TASK BRIEF: The entries follow. Copy every line in which "RecursiveMode" appears.

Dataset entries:

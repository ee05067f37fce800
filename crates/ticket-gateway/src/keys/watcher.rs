//! # Key Directory Watcher
//!
//! `notify` delivers filesystem events on its own thread. The callback only
//! classifies them into [`KeyEvent`]s and forwards them over a channel; a
//! single tokio task owns all writes to the store.
//!
//! | Filesystem event | Key event |
//! |------------------|-----------|
//! | create | `Added` |
//! | delete, rename away | `Removed` |
//! | rename into the directory | `Added` |
//! | content modification | `Replaced` |
//!
//! Only the top level is watched. Keys in subdirectories are picked up by the
//! startup load and need a restart to change.

use super::registry::{key_name, KeyEvent, KeyLoadError, KeyMaterial, KeyStore};
use notify::event::{ModifyKind, RenameMode};
use notify::{Event, EventKind, RecommendedWatcher, RecursiveMode, Watcher};
use std::path::Path;
use std::sync::Arc;
use tokio::sync::mpsc;
use tokio::task::JoinHandle;
use tracing::{debug, warn};

/// Map one `notify` event onto key events for files with `extension`.
pub fn classify(event: &Event, extension: &str) -> Vec<KeyEvent> {
    let relevant = |path: &&std::path::PathBuf| key_name(path, extension).is_some();

    match &event.kind {
        EventKind::Create(_) => event
            .paths
            .iter()
            .filter(relevant)
            .map(|p| KeyEvent::Added(p.clone()))
            .collect(),
        EventKind::Remove(_) => event
            .paths
            .iter()
            .filter(relevant)
            .map(|p| KeyEvent::Removed(p.clone()))
            .collect(),
        EventKind::Modify(ModifyKind::Name(RenameMode::From)) => event
            .paths
            .iter()
            .filter(relevant)
            .map(|p| KeyEvent::Removed(p.clone()))
            .collect(),
        EventKind::Modify(ModifyKind::Name(RenameMode::To)) => event
            .paths
            .iter()
            .filter(relevant)
            .map(|p| KeyEvent::Added(p.clone()))
            .collect(),
        EventKind::Modify(ModifyKind::Name(RenameMode::Both)) => {
            // paths = [from, to]
            let mut events = Vec::with_capacity(2);
            if let Some(from) = event.paths.first().filter(relevant) {
                events.push(KeyEvent::Removed(from.clone()));
            }
            if let Some(to) = event.paths.get(1).filter(relevant) {
                events.push(KeyEvent::Added(to.clone()));
            }
            events
        }
        // Unspecified renames and content changes: re-read, dropping the key
        // if the file is gone or unreadable.
        EventKind::Modify(ModifyKind::Name(_))
        | EventKind::Modify(ModifyKind::Data(_))
        | EventKind::Modify(ModifyKind::Any) => event
            .paths
            .iter()
            .filter(relevant)
            .map(|p| KeyEvent::Replaced(p.clone()))
            .collect(),
        _ => Vec::new(),
    }
}

/// A running directory watch. Dropping it stops the watch.
pub struct KeyWatcher {
    _watcher: RecommendedWatcher,
    writer: JoinHandle<()>,
}

impl KeyWatcher {
    /// Stop watching and wait for queued events to be applied.
    pub async fn stop(self) {
        let KeyWatcher { _watcher, writer } = self;
        drop(_watcher);
        if let Err(e) = writer.await {
            warn!(error = %e, "Key watcher task ended abnormally");
        }
    }
}

/// Keep `store` in sync with the key files in `dir`.
///
/// Must be called from within a tokio runtime.
pub fn watch<K: KeyMaterial>(store: Arc<KeyStore<K>>, dir: &Path) -> Result<KeyWatcher, KeyLoadError> {
    let (tx, mut rx) = mpsc::unbounded_channel::<KeyEvent>();
    let extension = store.extension();

    let mut watcher = notify::recommended_watcher(move |result: notify::Result<Event>| {
        match result {
            Ok(event) => {
                for key_event in classify(&event, extension) {
                    // Receiver gone means the watcher is shutting down
                    let _ = tx.send(key_event);
                }
            }
            Err(e) => warn!(error = %e, "Key directory watch error"),
        }
    })
    .map_err(|e| KeyLoadError::Watch {
        path: dir.to_path_buf(),
        reason: e.to_string(),
    })?;

    watcher
        .watch(dir, RecursiveMode::NonRecursive)
        .map_err(|e| KeyLoadError::Watch {
            path: dir.to_path_buf(),
            reason: e.to_string(),
        })?;

    let writer = tokio::spawn(async move {
        while let Some(event) = rx.recv().await {
            debug!(kind = K::KIND, ?event, "Key directory event");
            store.apply(&event);
        }
    });

    debug!(kind = K::KIND, dir = %dir.display(), "Watching key directory");
    Ok(KeyWatcher {
        _watcher: watcher,
        writer,
    })
}
//! # Outbound Ports (Driven Ports)
//!
//! Dependencies the ticket gateway requires from its host: a message broker
//! and a clock.
//!
//! Production: `AmqpConnector` (adapters/amqp.rs), `SystemTimeSource`
//! Testing: `InMemoryBroker` (adapters/memory.rs), fixed clocks

use crate::domain::routing::Destination;
use async_trait::async_trait;
use chrono::{DateTime, Utc};
use std::sync::Arc;

/// Broker failures. All of them are recoverable from the request's point of
/// view; the router decides whether to reconnect.
#[derive(Debug, Clone, PartialEq, Eq, thiserror::Error)]
pub enum BrokerError {
    /// Dialing or opening a channel failed
    #[error("connection failed: {0}")]
    Connect(String),
    /// Declaring or binding a destination failed
    #[error("declare failed: {0}")]
    Declare(String),
    /// The broker did not accept the message
    #[error("publish failed: {0}")]
    Publish(String),
    /// The operation did not finish before its deadline
    #[error("{0} timed out")]
    Timeout(&'static str),
}

/// An open publish channel.
///
/// Implementations must be safe to share between concurrent requests.
#[async_trait]
pub trait BrokerChannel: Send + Sync {
    /// Idempotently declare a durable queue and durable topic exchange and
    /// bind them with the destination's routing key.
    async fn declare(&self, destination: &Destination) -> Result<(), BrokerError>;

    /// Publish `body` persistently and wait for the broker to accept it.
    async fn publish(
        &self,
        exchange: &str,
        routing_key: &str,
        body: Vec<u8>,
    ) -> Result<(), BrokerError>;
}

/// Establishes (and re-establishes) broker channels.
#[async_trait]
pub trait BrokerConnector: Send + Sync {
    /// Dial the broker and open a fresh channel.
    async fn connect(&self) -> Result<Arc<dyn BrokerChannel>, BrokerError>;
}

/// Time source trait for testability
pub trait TimeSource: Send + Sync {
    /// Current wall-clock time.
    fn now(&self) -> DateTime<Utc>;
}

/// System time implementation
#[derive(Debug, Clone, Copy, Default)]
pub struct SystemTimeSource;

impl TimeSource for SystemTimeSource {
    fn now(&self) -> DateTime<Utc> {
        Utc::now()
    }
}

/// Clock pinned to one instant.
#[derive(Debug, Clone, Copy)]
pub struct FixedTimeSource(pub DateTime<Utc>);

impl TimeSource for FixedTimeSource {
    fn now(&self) -> DateTime<Utc> {
        self.0
    }
}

REPLY:
use notify::{Event, EventKind, RecommendedWatcher, RecursiveMode, Watcher};
        .watch(dir, RecursiveMode::NonRecursive)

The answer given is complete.